ASSIGNMENT — Copy the first line of the material below and every later line through the line containing "let link = &chain.links[depth];", without any other output.

RECORDS FOR THE TASK —
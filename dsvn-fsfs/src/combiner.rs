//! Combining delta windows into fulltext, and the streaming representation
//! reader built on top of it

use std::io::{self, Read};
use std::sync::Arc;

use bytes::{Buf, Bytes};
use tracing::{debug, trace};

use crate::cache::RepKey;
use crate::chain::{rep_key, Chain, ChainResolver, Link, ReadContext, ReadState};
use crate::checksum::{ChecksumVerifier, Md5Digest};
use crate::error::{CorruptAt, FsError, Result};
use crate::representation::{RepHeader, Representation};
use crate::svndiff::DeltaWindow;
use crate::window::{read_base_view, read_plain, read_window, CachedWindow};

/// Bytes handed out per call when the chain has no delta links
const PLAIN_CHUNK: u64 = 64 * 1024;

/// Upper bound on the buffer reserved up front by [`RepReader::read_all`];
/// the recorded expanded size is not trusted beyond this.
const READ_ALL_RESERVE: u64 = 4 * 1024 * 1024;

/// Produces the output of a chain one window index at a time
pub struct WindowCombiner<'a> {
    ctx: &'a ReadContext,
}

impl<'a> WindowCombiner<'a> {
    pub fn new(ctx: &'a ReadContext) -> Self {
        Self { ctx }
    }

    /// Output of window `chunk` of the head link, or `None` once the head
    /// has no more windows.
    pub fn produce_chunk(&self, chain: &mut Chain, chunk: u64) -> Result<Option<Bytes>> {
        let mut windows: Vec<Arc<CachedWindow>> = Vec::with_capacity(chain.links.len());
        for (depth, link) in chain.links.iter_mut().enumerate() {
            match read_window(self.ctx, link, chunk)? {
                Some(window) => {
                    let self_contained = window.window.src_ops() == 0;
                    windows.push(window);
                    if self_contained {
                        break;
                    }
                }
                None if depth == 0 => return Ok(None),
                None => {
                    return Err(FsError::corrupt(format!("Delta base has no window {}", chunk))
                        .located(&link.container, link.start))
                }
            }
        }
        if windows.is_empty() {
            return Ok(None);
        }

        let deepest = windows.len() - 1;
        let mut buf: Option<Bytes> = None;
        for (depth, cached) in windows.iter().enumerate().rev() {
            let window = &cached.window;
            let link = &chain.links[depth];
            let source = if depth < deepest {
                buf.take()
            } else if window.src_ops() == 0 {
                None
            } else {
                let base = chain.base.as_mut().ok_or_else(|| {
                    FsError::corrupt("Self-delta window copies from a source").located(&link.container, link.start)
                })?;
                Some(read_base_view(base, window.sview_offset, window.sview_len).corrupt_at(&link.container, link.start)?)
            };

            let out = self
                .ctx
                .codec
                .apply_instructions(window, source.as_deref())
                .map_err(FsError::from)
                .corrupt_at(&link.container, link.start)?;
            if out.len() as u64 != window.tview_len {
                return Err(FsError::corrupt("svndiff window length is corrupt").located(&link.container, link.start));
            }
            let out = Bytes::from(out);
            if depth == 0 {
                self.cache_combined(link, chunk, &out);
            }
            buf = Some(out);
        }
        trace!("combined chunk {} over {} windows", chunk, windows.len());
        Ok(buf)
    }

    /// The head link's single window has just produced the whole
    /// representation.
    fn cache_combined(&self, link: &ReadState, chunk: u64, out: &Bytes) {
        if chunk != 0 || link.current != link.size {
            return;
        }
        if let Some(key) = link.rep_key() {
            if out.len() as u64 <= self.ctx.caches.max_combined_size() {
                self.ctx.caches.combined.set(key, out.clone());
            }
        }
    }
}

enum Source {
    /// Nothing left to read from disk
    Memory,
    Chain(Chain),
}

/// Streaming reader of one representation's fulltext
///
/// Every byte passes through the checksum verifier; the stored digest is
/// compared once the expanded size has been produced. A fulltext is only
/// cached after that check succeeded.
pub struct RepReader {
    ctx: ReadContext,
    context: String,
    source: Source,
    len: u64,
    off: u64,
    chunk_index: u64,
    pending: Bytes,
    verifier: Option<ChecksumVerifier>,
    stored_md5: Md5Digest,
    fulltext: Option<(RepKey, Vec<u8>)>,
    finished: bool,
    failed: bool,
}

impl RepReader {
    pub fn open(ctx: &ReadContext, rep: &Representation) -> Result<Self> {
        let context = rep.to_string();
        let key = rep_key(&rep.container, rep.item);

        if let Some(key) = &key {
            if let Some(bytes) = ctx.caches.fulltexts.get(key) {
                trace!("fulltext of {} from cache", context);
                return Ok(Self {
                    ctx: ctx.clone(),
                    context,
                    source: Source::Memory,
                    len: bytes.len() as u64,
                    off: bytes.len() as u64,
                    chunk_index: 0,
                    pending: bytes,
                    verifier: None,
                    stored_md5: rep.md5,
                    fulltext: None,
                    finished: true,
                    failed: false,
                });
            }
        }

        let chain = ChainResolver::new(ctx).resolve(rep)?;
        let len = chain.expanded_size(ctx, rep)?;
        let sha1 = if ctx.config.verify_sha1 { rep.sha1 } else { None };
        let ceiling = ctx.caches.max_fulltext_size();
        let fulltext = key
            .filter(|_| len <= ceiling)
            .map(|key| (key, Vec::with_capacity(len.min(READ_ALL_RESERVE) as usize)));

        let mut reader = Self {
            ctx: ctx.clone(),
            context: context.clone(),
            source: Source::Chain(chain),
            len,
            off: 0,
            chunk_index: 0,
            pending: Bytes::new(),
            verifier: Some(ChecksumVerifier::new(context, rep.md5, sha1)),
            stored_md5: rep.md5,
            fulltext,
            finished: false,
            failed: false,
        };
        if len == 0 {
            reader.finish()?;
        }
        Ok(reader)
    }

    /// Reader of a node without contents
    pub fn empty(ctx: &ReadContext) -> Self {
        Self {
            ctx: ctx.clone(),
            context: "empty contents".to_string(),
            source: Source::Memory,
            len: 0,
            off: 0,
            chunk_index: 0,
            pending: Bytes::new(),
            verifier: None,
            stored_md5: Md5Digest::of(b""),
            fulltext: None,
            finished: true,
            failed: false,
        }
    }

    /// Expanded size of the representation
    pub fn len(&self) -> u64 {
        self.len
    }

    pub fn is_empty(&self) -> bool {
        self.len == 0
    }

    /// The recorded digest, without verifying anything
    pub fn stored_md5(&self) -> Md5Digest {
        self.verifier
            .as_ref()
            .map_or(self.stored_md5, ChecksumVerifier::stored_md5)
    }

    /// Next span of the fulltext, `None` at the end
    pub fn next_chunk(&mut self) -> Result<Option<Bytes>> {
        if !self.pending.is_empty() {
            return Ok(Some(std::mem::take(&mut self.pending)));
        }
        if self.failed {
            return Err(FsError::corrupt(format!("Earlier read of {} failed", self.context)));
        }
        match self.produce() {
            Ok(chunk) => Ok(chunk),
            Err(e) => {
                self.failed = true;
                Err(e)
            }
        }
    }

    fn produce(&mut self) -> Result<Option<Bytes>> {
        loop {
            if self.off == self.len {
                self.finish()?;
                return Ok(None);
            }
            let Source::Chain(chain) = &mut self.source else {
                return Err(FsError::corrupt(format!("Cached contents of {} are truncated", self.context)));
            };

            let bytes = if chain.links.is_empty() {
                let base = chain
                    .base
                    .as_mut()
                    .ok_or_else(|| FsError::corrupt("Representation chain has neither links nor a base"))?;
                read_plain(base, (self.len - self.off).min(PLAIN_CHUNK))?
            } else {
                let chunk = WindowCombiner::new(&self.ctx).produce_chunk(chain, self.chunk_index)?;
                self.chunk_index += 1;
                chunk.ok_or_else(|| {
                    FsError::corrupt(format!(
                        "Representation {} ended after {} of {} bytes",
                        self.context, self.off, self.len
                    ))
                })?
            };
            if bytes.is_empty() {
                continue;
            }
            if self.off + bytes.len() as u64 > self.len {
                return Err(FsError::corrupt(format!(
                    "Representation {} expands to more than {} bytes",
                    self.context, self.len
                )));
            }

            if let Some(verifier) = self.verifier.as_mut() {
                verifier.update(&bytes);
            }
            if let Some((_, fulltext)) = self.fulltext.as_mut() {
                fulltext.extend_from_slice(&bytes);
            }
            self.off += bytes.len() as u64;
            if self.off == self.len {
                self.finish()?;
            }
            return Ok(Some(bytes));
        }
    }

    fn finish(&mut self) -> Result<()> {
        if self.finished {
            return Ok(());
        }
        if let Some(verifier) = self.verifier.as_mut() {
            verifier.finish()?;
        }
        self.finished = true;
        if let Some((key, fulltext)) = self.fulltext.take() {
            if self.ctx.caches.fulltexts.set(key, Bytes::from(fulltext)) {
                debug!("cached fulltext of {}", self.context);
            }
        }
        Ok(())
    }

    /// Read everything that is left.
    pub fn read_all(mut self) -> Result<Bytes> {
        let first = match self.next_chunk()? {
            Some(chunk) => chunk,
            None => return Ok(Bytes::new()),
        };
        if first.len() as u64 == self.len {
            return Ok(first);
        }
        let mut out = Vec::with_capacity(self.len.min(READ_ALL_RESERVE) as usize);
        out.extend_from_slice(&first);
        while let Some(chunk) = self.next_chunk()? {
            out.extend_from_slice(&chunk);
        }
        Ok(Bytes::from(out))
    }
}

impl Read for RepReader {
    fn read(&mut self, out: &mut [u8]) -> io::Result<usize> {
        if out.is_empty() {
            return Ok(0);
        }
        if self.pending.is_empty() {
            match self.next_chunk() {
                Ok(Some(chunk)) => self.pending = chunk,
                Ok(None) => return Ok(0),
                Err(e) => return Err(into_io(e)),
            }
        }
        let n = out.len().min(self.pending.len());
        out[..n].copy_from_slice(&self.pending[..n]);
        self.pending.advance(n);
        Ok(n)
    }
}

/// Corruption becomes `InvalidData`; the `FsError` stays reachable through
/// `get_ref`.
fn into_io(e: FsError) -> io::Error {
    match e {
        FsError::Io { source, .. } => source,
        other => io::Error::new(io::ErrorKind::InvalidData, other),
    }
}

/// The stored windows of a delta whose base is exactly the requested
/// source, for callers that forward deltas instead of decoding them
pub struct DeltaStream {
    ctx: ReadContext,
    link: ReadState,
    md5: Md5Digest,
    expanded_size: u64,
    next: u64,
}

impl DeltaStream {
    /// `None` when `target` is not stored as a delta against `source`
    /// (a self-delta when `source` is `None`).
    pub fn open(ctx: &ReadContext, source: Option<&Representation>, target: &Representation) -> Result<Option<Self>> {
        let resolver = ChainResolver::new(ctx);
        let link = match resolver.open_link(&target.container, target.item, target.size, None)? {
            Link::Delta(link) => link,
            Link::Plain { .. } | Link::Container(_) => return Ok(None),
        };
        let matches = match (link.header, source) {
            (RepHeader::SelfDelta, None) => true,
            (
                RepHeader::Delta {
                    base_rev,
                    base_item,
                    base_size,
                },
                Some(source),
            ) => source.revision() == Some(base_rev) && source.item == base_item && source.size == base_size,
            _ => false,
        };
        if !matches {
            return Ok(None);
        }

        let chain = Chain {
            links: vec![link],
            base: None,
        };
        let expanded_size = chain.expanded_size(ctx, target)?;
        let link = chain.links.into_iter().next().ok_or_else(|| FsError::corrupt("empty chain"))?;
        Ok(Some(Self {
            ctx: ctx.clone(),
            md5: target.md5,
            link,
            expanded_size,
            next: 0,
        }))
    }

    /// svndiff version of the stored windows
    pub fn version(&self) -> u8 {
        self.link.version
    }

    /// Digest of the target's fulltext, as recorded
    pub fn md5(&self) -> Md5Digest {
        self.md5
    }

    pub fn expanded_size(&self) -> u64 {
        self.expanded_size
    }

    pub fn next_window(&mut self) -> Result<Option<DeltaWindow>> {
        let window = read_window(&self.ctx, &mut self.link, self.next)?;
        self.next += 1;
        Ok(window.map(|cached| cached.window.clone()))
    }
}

RESPONSE AREA —
filename dsvn-fsfs/src/combiner.rs
//! Combining delta windows into fulltext, and the streaming representation
//! reader built on top of it

use std::io::{self, Read};
use std::sync::Arc;

use bytes::{Buf, Bytes};
use tracing::{debug, trace};

use crate::cache::RepKey;
use crate::chain::{rep_key, Chain, ChainResolver, Link, ReadContext, ReadState};
use crate::checksum::{ChecksumVerifier, Md5Digest};
use crate::error::{CorruptAt, FsError, Result};
use crate::representation::{RepHeader, Representation};
use crate::svndiff::DeltaWindow;
use crate::window::{read_base_view, read_plain, read_window, CachedWindow};

/// Bytes handed out per call when the chain has no delta links
const PLAIN_CHUNK: u64 = 64 * 1024;

/// Upper bound on the buffer reserved up front by [`RepReader::read_all`];
/// the recorded expanded size is not trusted beyond this.
const READ_ALL_RESERVE: u64 = 4 * 1024 * 1024;

/// Produces the output of a chain one window index at a time
pub struct WindowCombiner<'a> {
    ctx: &'a ReadContext,
}

impl<'a> WindowCombiner<'a> {
    pub fn new(ctx: &'a ReadContext) -> Self {
        Self { ctx }
    }

    /// Output of window `chunk` of the head link, or `None` once the head
    /// has no more windows.
    pub fn produce_chunk(&self, chain: &mut Chain, chunk: u64) -> Result<Option<Bytes>> {
        let mut windows: Vec<Arc<CachedWindow>> = Vec::with_capacity(chain.links.len());
        for (depth, link) in chain.links.iter_mut().enumerate() {
            match read_window(self.ctx, link, chunk)? {
                Some(window) => {
                    let self_contained = window.window.src_ops() == 0;
                    windows.push(window);
                    if self_contained {
                        break;
                    }
                }
                None if depth == 0 => return Ok(None),
                None => {
                    return Err(FsError::corrupt(format!("Delta base has no window {}", chunk))
                        .located(&link.container, link.start))
                }
            }
        }
        if windows.is_empty() {
            return Ok(None);
        }

        let deepest = windows.len() - 1;
        let mut buf: Option<Bytes> = None;
        for (depth, cached) in windows.iter().enumerate().rev() {
            let window = &cached.window;
            let link = &chain.links[depth];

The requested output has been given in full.